• Directions:
Give back all the data below exactly as it is shown.

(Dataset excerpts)
*** Begin section ***
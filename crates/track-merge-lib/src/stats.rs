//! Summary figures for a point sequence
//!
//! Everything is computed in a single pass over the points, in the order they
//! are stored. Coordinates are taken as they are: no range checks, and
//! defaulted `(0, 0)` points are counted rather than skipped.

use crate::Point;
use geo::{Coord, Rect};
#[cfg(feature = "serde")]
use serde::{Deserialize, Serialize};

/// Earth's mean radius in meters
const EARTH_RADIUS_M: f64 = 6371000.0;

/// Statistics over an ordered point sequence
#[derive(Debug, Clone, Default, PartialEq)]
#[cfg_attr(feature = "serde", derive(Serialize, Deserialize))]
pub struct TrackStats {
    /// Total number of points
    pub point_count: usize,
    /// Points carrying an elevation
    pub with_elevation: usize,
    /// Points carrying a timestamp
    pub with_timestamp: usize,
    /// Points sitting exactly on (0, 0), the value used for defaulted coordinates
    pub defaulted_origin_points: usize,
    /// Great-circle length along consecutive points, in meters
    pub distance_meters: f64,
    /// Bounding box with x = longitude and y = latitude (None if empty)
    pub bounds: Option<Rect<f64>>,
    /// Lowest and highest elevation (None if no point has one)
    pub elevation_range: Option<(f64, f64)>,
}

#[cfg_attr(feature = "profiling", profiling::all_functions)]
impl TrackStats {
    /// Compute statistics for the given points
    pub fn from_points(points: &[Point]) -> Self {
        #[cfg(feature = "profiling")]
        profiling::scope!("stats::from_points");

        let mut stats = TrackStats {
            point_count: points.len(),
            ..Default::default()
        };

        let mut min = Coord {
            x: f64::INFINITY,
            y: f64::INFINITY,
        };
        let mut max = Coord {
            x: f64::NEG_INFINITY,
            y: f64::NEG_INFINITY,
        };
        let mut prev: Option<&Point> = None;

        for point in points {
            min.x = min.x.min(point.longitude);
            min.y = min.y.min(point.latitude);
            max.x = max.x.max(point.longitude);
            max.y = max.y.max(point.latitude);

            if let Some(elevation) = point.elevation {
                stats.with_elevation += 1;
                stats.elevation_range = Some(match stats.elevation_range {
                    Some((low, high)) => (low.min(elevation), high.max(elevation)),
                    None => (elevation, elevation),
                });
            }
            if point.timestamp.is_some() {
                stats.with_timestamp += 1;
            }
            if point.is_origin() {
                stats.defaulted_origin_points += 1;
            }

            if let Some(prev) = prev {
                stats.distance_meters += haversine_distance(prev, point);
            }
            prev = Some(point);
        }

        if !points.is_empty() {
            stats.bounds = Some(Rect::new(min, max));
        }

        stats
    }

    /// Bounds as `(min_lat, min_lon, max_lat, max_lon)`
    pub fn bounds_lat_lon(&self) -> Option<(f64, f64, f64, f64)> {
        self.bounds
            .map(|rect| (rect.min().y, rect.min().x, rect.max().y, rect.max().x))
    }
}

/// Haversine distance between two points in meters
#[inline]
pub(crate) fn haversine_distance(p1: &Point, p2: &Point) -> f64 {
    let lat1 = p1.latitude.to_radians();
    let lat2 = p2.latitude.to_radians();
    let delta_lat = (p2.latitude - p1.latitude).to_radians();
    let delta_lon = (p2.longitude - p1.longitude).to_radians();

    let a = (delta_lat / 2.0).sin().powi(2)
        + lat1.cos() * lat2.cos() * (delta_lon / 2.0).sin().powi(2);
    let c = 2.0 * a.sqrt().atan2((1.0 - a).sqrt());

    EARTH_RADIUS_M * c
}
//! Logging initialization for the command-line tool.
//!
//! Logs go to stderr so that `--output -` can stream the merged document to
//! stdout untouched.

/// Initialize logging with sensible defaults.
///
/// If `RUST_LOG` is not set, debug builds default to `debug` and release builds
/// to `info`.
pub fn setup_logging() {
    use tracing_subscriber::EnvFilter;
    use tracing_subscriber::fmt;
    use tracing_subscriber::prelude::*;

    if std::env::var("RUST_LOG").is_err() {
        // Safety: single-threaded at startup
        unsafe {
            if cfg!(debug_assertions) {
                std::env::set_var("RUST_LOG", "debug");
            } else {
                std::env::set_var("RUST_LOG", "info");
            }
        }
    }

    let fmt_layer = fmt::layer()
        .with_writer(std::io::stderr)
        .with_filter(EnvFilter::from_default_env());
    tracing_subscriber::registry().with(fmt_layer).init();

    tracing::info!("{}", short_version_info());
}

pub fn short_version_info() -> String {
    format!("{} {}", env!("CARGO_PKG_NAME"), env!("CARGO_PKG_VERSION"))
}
*** End section ***
• Output for this exercise:
filename crates/track-merge-lib/src/stats.rs
//! Summary figures for a point sequence
//!
//! Everything is computed in a single pass over the points, in the order they
//! are stored. Coordinates are taken as they are: no range checks, and
//! defaulted `(0, 0)` points are counted rather than skipped.

use crate::Point;
use geo::{Coord, Rect};
#[cfg(feature = "serde")]
use serde::{Deserialize, Serialize};

/// Earth's mean radius in meters
const EARTH_RADIUS_M: f64 = 6371000.0;

/// Statistics over an ordered point sequence
#[derive(Debug, Clone, Default, PartialEq)]
#[cfg_attr(feature = "serde", derive(Serialize, Deserialize))]
pub struct TrackStats {
    /// Total number of points
    pub point_count: usize,
    /// Points carrying an elevation
    pub with_elevation: usize,
    /// Points carrying a timestamp
    pub with_timestamp: usize,
    /// Points sitting exactly on (0, 0), the value used for defaulted coordinates
    pub defaulted_origin_points: usize,
    /// Great-circle length along consecutive points, in meters
    pub distance_meters: f64,
    /// Bounding box with x = longitude and y = latitude (None if empty)
    pub bounds: Option<Rect<f64>>,
    /// Lowest and highest elevation (None if no point has one)
    pub elevation_range: Option<(f64, f64)>,
}

#[cfg_attr(feature = "profiling", profiling::all_functions)]
impl TrackStats {
    /// Compute statistics for the given points
    pub fn from_points(points: &[Point]) -> Self {
        #[cfg(feature = "profiling")]
        profiling::scope!("stats::from_points");

        let mut stats = TrackStats {
            point_count: points.len(),
            ..Default::default()
        };

        let mut min = Coord {
            x: f64::INFINITY,
            y: f64::INFINITY,
        };
        let mut max = Coord {
            x: f64::NEG_INFINITY,
            y: f64::NEG_INFINITY,
        };
        let mut prev: Option<&Point> = None;

        for point in points {
            min.x = min.x.min(point.longitude);
            min.y = min.y.min(point.latitude);
            max.x = max.x.max(point.longitude);
            max.y = max.y.max(point.latitude);

            if let Some(elevation) = point.elevation {
                stats.with_elevation += 1;
                stats.elevation_range = Some(match stats.elevation_range {
                    Some((low, high)) => (low.min(elevation), high.max(elevation)),
                    None => (elevation, elevation),
                });
            }
            if point.timestamp.is_some() {
                stats.with_timestamp += 1;
            }
            if point.is_origin() {
                stats.defaulted_origin_points += 1;
            }

            if let Some(prev) = prev {
                stats.distance_meters += haversine_distance(prev, point);
            }
            prev = Some(point);
        }

        if !points.is_empty() {
            stats.bounds = Some(Rect::new(min, max));
        }

        stats
    }

    /// Bounds as `(min_lat, min_lon, max_lat, max_lon)`
    pub fn bounds_lat_lon(&self) -> Option<(f64, f64, f64, f64)> {
        self.bounds
            .map(|rect| (rect.min().y, rect.min().x, rect.max().y, rect.max().x))
    }
}

/// Haversine distance between two points in meters
#[inline]
pub(crate) fn haversine_distance(p1: &Point, p2: &Point) -> f64 {
    let lat1 = p1.latitude.to_radians();
    let lat2 = p2.latitude.to_radians();
    let delta_lat = (p2.latitude - p1.latitude).to_radians();
    let delta_lon = (p2.longitude - p1.longitude).to_radians();

    let a = (delta_lat / 2.0).sin().powi(2)
        + lat1.cos() * lat2.cos() * (delta_lon / 2.0).sin().powi(2);
    let c = 2.0 * a.sqrt().atan2((1.0 - a).sqrt());

    EARTH_RADIUS_M * c
}
//! Logging initialization for the command-line tool.
//!
//! Logs go to stderr so that `--output -` can stream the merged document to
//! stdout untouched.

/// Initialize logging with sensible defaults.
///
/// If `RUST_LOG` is not set, debug builds default to `debug` and release builds
/// to `info`.
pub fn setup_logging() {
    use tracing_subscriber::EnvFilter;
    use tracing_subscriber::fmt;
    use tracing_subscriber::prelude::*;

    if std::env::var("RUST_LOG").is_err() {
        // Safety: single-threaded at startup
        unsafe {
            if cfg!(debug_assertions) {
                std::env::set_var("RUST_LOG", "debug");
            } else {
                std::env::set_var("RUST_LOG", "info");
            }
        }
    }

    let fmt_layer = fmt::layer()
        .with_writer(std::io::stderr)
        .with_filter(EnvFilter::from_default_env());
    tracing_subscriber::registry().with(fmt_layer).init();

    tracing::info!("{}", short_version_info());
}

pub fn short_version_info() -> String {
    format!("{} {}", env!("CARGO_PKG_NAME"), env!("CARGO_PKG_VERSION"))
}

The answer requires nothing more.